MS. DAVENPORT-ENNIS: From our perspective, the segment most at risk would he seniors who are 100% dependent on Medicare for any type of health-care access. Many are not in a position to purchase these products separately and don't have any other form of insurance coverage. Plus, so many of the plans that are secondary to Medicare are not going to pay for anything that the policy primary icy doesn't reimburse. And that's a huge problem.

DR. GOODMAN: Let's move to a related aspect of Medicare payment concerning some of the newer drugs in the pipeline. Most cancer chemotherapeutic drugs are delivered intravenously or in conjunction with physician care. Some of the newer drugs coming out will be oral anticancer drugs. Under Medicare, most oral drugs are not reimbursed. Nancy, I know that you are well aware of some important new drugs coming down the pipeline. Do you think that Medicare's traditional payment policies for cancer drugs may affect patient access to these newer drugs?

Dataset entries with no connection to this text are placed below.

//! LMDB implementation of ProgressStore.

use std::sync::Arc;

use heed::types::Bytes;
use heed::{Database, Env};

use tracker_store::{ProgressStore, StoreError};
use tracker_types::TrackProgress;

use crate::LmdbError;

pub struct LmdbProgressStore {
    pub(crate) env: Arc<Env>,
    pub(crate) progress_db: Database<Bytes, Bytes>,
}

fn encode(progress: &TrackProgress) -> Result<Vec<u8>, LmdbError> {
    bincode::serialize(progress).map_err(|e| LmdbError::Serialization(e.to_string()))
}

impl ProgressStore for LmdbProgressStore {
    fn get_progress(&self, source: i32) -> Result<TrackProgress, StoreError> {
        let rtxn = self.env.read_txn().map_err(LmdbError::from)?;
        let bytes = self
            .progress_db
            .get(&rtxn, source.to_be_bytes().as_slice())
            .map_err(LmdbError::from)?
            .ok_or_else(|| StoreError::NotFound(format!("progress of source {source}")))?;
        bincode::deserialize(bytes).map_err(|e| StoreError::Serialization(e.to_string()))
    }

    fn insert_progress(&self, progress: &TrackProgress) -> Result<(), StoreError> {
        let key = progress.id.to_be_bytes();
        let bytes = encode(progress)?;
        let mut wtxn = self.env.write_txn().map_err(LmdbError::from)?;
        if self
            .progress_db
            .get(&wtxn, key.as_slice())
            .map_err(LmdbError::from)?
            .is_some()
        {
            return Err(StoreError::Duplicate(format!(
                "progress of source {}",
                progress.id
            )));
        }
        self.progress_db
            .put(&mut wtxn, key.as_slice(), &bytes)
            .map_err(LmdbError::from)?;
        wtxn.commit().map_err(LmdbError::from)?;
        Ok(())
    }

    fn update_progress(&self, progress: &TrackProgress) -> Result<(), StoreError> {
        let key = progress.id.to_be_bytes();
        let bytes = encode(progress)?;
        let mut wtxn = self.env.write_txn().map_err(LmdbError::from)?;
        if self
            .progress_db
            .get(&wtxn, key.as_slice())
            .map_err(LmdbError::from)?
            .is_none()
        {
            return Err(StoreError::NotFound(format!(
                "progress of source {}",
                progress.id
            )));
        }
        self.progress_db
            .put(&mut wtxn, key.as_slice(), &bytes)
            .map_err(LmdbError::from)?;
        wtxn.commit().map_err(LmdbError::from)?;
        Ok(())
    }
}
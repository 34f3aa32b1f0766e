//! Entries of the readable-nodes snapshot served to clients.

use serde::{Deserialize, Serialize};
use serde_json::Value;

use crate::node::Node;

#[derive(Clone, Debug, PartialEq, Eq, Serialize, Deserialize)]
pub struct ReadableNode {
    pub id: String,
    #[serde(rename = "nodeid")]
    pub node_id: String,
    pub ip: Vec<String>,
    pub weight: String,
    #[serde(rename = "TXTokenFillRate")]
    pub tx_token_fill_rate: i64,
    #[serde(rename = "RXTokenFillRate")]
    pub rx_token_fill_rate: i64,
}

impl From<&Node> for ReadableNode {
    fn from(node: &Node) -> Self {
        let params = node.other.first();
        Self {
            id: node.id.to_string(),
            node_id: node.node_id.clone(),
            ip: node.addrs.clone(),
            weight: (node.weight as i32).to_string(),
            tx_token_fill_rate: fill_rate(params, "TXTokenFillRate"),
            rx_token_fill_rate: fill_rate(params, "RXTokenFillRate"),
        }
    }
}

fn fill_rate(params: Option<&Value>, key: &str) -> i64 {
    params
        .and_then(|doc| doc.get(key))
        .and_then(|v| v.as_i64().or_else(|| v.as_f64().map(|f| f as i64)))
        .unwrap_or(0)
}

#[cfg(test)]
mod tests {
    use super::*;
    use serde_json::json;

    #[test]
    fn reads_fill_rates_from_first_extension_document() {
        let node = Node {
            id: 3,
            node_id: "n3".into(),
            weight: 17.9,
            addrs: vec!["a".into()],
            other: vec![json!({"TXTokenFillRate": 10, "RXTokenFillRate": 20.0})],
            ..Default::default()
        };
        let readable = ReadableNode::from(&node);
        assert_eq!(readable.id, "3");
        assert_eq!(readable.weight, "17");
        assert_eq!(readable.tx_token_fill_rate, 10);
        assert_eq!(readable.rx_token_fill_rate, 20);
    }

    #[test]
    fn missing_extension_reads_as_zero() {
        let node = Node {
            id: 4,
            ..Default::default()
        };
        let readable = ReadableNode::from(&node);
        assert_eq!(readable.tx_token_fill_rate, 0);
        assert_eq!(readable.rx_token_fill_rate, 0);
    }
}
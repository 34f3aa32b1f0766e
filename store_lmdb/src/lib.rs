//! LMDB storage backend for the miner tracker.
//!
//! Implements the storage traits from `tracker-store` using the `heed` LMDB
//! bindings. The registry, credential and cursor collections are three
//! named databases inside a single environment. Every operation runs in its
//! own transaction; LMDB serializes writers, so insert-if-absent and
//! read-modify-write updates are atomic.

pub mod auth;
pub mod environment;
pub mod error;
pub mod node;
pub mod progress;

pub use auth::LmdbAuthStore;
pub use environment::LmdbEnvironment;
pub use error::LmdbError;
pub use node::LmdbNodeStore;
pub use progress::LmdbProgressStore;
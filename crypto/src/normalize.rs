//! Chain public keys carry a three-character network prefix that the
//! credential store does not keep.

pub const KEY_PREFIXES: [&str; 2] = ["YTA", "EOS"];

/// Strip a recognized network prefix, if present.
pub fn normalize_public_key(raw: &str) -> &str {
    KEY_PREFIXES
        .iter()
        .find_map(|prefix| raw.strip_prefix(prefix))
        .unwrap_or(raw)
}
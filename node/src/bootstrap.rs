//! Bulk miner bootstrap.
//!
//! Pages through a peer's full miner list (this tracker's shard of it) and
//! seeds the registry. Unlike a broadcast merge, a bootstrap pass never
//! counts as a report: existing StableStats are kept as they are and
//! nothing is republished. Stored records newer than the peer's copy are
//! left alone.

use std::sync::Arc;
use std::time::Duration;

use tokio::sync::broadcast;
use tokio::task::JoinHandle;
use tracing::{debug, info, warn, Instrument};
use tracker_network::MinerLogSource;
use tracker_store::{NodeStore, StoreError};
use tracker_types::{Clock, Node, NodePatch, StableStat, StatUpdate};
use tracker_utils::format_duration;

use crate::tracing_spans::bootstrap_span;
use crate::TrackerError;

#[derive(Clone, Debug)]
pub struct BootstrapConfig {
    pub batch_size: usize,
    /// Number of shards the peers split their miner lists into.
    pub shard_count: usize,
    /// Delay before retrying a failed page.
    pub retry_delay: Duration,
    /// Delay between full passes.
    pub interval: Duration,
}

/// Counts from one pass over a source.
#[derive(Clone, Copy, Debug, Default, PartialEq, Eq)]
pub struct BootstrapSummary {
    pub inserted: usize,
    pub updated: usize,
    pub skipped: usize,
}

enum Applied {
    Inserted,
    Updated,
    Skipped,
}

pub struct Bootstrapper<S: MinerLogSource> {
    source: Arc<S>,
    store: Arc<dyn NodeStore + Send + Sync>,
    clock: Arc<dyn Clock>,
    config: BootstrapConfig,
}

impl<S: MinerLogSource> Bootstrapper<S> {
    pub fn new(
        source: Arc<S>,
        store: Arc<dyn NodeStore + Send + Sync>,
        clock: Arc<dyn Clock>,
        config: BootstrapConfig,
    ) -> Self {
        Self {
            source,
            store,
            clock,
            config,
        }
    }

    pub fn spawn_all(
        self: &Arc<Self>,
        urls: &[String],
        shutdown: &broadcast::Sender<()>,
    ) -> Vec<JoinHandle<()>> {
        urls.iter()
            .enumerate()
            .map(|(index, url)| {
                let span = bootstrap_span(index, url);
                tokio::spawn(
                    Arc::clone(self)
                        .run(index, url.clone(), shutdown.subscribe())
                        .instrument(span),
                )
            })
            .collect()
    }

    /// Repeat full passes every `interval` until shutdown.
    pub async fn run(self: Arc<Self>, index: usize, url: String, mut shutdown: broadcast::Receiver<()>) {
        loop {
            let Some(summary) = self.pass(index, &url, &mut shutdown).await else {
                break;
            };
            info!(
                inserted = summary.inserted,
                updated = summary.updated,
                skipped = summary.skipped,
                next_in = %format_duration(self.config.interval.as_secs()),
                "bootstrap pass finished"
            );
            tokio::select! {
                biased;
                _ = shutdown.recv() => break,
                _ = tokio::time::sleep(self.config.interval) => {}
            }
        }
        debug!("bootstrap stopped");
    }

    /// One full pass. Failed pages are retried after `retry_delay`.
    /// Returns `None` when interrupted by shutdown.
    async fn pass(
        &self,
        index: usize,
        url: &str,
        shutdown: &mut broadcast::Receiver<()>,
    ) -> Option<BootstrapSummary> {
        let mut summary = BootstrapSummary::default();
        let mut from = 0;
        loop {
            let page = tokio::select! {
                biased;
                _ = shutdown.recv() => return None,
                res = self.fetch_page(index, url, from) => res,
            };
            match page {
                Ok(nodes) if nodes.is_empty() => return Some(summary),
                Ok(nodes) => {
                    from = nodes.iter().map(|n| n.id as i64).max().unwrap_or(from) + 1;
                    for node in nodes {
                        match self.apply(node) {
                            Applied::Inserted => summary.inserted += 1,
                            Applied::Updated => summary.updated += 1,
                            Applied::Skipped => summary.skipped += 1,
                        }
                    }
                }
                Err(e) => {
                    warn!(from, error = %e, "fetching miners, retrying");
                    tokio::select! {
                        biased;
                        _ = shutdown.recv() => return None,
                        _ = tokio::time::sleep(self.config.retry_delay) => {}
                    }
                }
            }
        }
    }

    async fn fetch_page(&self, index: usize, url: &str, from: i64) -> Result<Vec<Node>, TrackerError> {
        let nodes = self
            .source
            .fetch_miners(
                url,
                from,
                self.config.batch_size,
                self.config.shard_count,
                index,
            )
            .await?;
        Ok(nodes)
    }

    /// Run a single pass without a shutdown signal.
    pub async fn bootstrap_once(&self, index: usize, url: &str) -> BootstrapSummary {
        let (_tx, mut rx) = broadcast::channel(1);
        self.pass(index, url, &mut rx).await.unwrap_or_default()
    }

    fn apply(&self, mut incoming: Node) -> Applied {
        let id = incoming.id;
        if id == 0 {
            return Applied::Skipped;
        }
        let now = self.clock.now().as_i64();
        incoming.stable_stat = Some(StableStat::fresh(now));
        match self.store.insert_node(&incoming) {
            Ok(()) => return Applied::Inserted,
            Err(StoreError::Duplicate(_)) => {}
            Err(e) => {
                warn!(node_id = id, error = %e, "inserting miner");
                return Applied::Skipped;
            }
        }

        let existing = match self.store.get_node(id) {
            Ok(node) => node,
            Err(e) => {
                warn!(node_id = id, error = %e, "reading miner");
                return Applied::Skipped;
            }
        };
        if existing.timestamp > incoming.timestamp {
            return Applied::Skipped;
        }
        let patch = NodePatch::from_snapshot(&incoming, StatUpdate::Keep { now });
        match self.store.update_node(id, &patch) {
            Ok(_) => Applied::Updated,
            Err(e) => {
                warn!(node_id = id, error = %e, "updating miner");
                Applied::Skipped
            }
        }
    }
}

#[cfg(test)]
mod tests {
    use super::*;
    use tracker_nullables::{NullClock, NullLogSource, NullNodeStore};

    const URL: &str = "http://sn3";

    fn bootstrapper(source: Arc<NullLogSource>, store: Arc<NullNodeStore>) -> Bootstrapper<NullLogSource> {
        Bootstrapper::new(
            source,
            store,
            Arc::new(NullClock::new(5_000)),
            BootstrapConfig {
                batch_size: 2,
                shard_count: 4,
                retry_delay: Duration::from_millis(5),
                interval: Duration::from_secs(3600),
            },
        )
    }

    fn node(id: i32, timestamp: i64) -> Node {
        Node {
            id,
            node_id: format!("n{id}"),
            timestamp,
            ..Default::default()
        }
    }

    #[tokio::test]
    async fn pages_until_empty_and_inserts_with_fresh_stat() {
        let source = Arc::new(NullLogSource::new());
        let store = Arc::new(NullNodeStore::new());
        source.push_miners(URL, [node(1, 10), node(2, 10), node(5, 10)]);

        let summary = bootstrapper(source, store.clone()).bootstrap_once(0, URL).await;
        assert_eq!(summary.inserted, 3);
        let stored = store.get_node(5).unwrap();
        assert_eq!(stored.stable_stat, Some(StableStat::fresh(5_000)));
    }

    #[tokio::test]
    async fn keeps_newer_records_and_stored_stat() {
        let source = Arc::new(NullLogSource::new());
        let store = Arc::new(NullNodeStore::new());
        let stat = StableStat {
            start_time: 100,
            counter: 9,
            ratio: 0.25,
        };
        let mut newer = node(1, 50);
        newer.stable_stat = Some(stat);
        let mut older = node(2, 5);
        older.stable_stat = Some(stat);
        store.insert_node(&newer).unwrap();
        store.insert_node(&older).unwrap();
        source.push_miners(URL, [node(1, 20), node(2, 20)]);

        let summary = bootstrapper(source, store.clone()).bootstrap_once(0, URL).await;
        assert_eq!(summary, BootstrapSummary { inserted: 0, updated: 1, skipped: 1 });
        assert_eq!(store.get_node(1).unwrap().timestamp, 50);
        let updated = store.get_node(2).unwrap();
        assert_eq!(updated.timestamp, 20);
        assert_eq!(updated.stable_stat, Some(stat));
    }

    #[tokio::test]
    async fn failed_page_is_retried() {
        let source = Arc::new(NullLogSource::new());
        let store = Arc::new(NullNodeStore::new());
        source.push_miners(URL, [node(1, 10)]);
        source.fail_next("timeout");

        let summary = bootstrapper(source, store.clone()).bootstrap_once(0, URL).await;
        assert_eq!(summary.inserted, 1);
    }
}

MS. DAVENPORT-ENNIS: I think it would certainly affect the access to these drugs if we're not successful in having Congress look at this issue and create a valid mechanism and process for reimbursement. I would like to clarify that currently, under Part B, we do have a select number of oral anticancer agents that are reimbursed. The problem is that they are only reimbursed if there is an IV equivalent. The newer drugs have been designed in such a manner that they cannot even be reproduced in an IV form. It's a problem. So once again, we're called upon to go back to Congress and say, "We've got to have a provision for reimbursement of these products, If you talk to the researchers, the research for cancer products has gone to the oral product because (1) you maintain dosing far more effectively, (2) you have fewer side effects, and (3) it allows for an enhanced quality of life and a more independent lifestyle during the time that you're taking these oral drugs.

DR. GOODMAN: So, the current Medicare Part B coverage for oral anticancer drugs does require there being an IV equivalent, and that provision in the coverage policy may hinder access to these new drugs that don't have IV equivalents.

MR. AULT: I think it's important to emphasize that the coverage for oral cancer drugs that have IV equivalents is provided through special legislation that Congress enacted a few years ago to override the fact that Medicare generally does not pay for oral drugs. Congress made an exception by law. In fact, HCFA has no authority given the way the laws are written now, so to cover these new oral drugs would require a change in legislation.

DR. GOODMAN: So it's not just a matter of HCFA's discretion; it would require further special legislation from Congress. Is that something that we think Congress would be willing to take on?

MR. AULT: I think it's awkward, because what Congress is considering this year, and what both parties have pledged to do something about, is a general prescription drug benefit under Medicare, which would solve this problem. It's awkward to talk about specific drugs such as oral anticancer agents right now.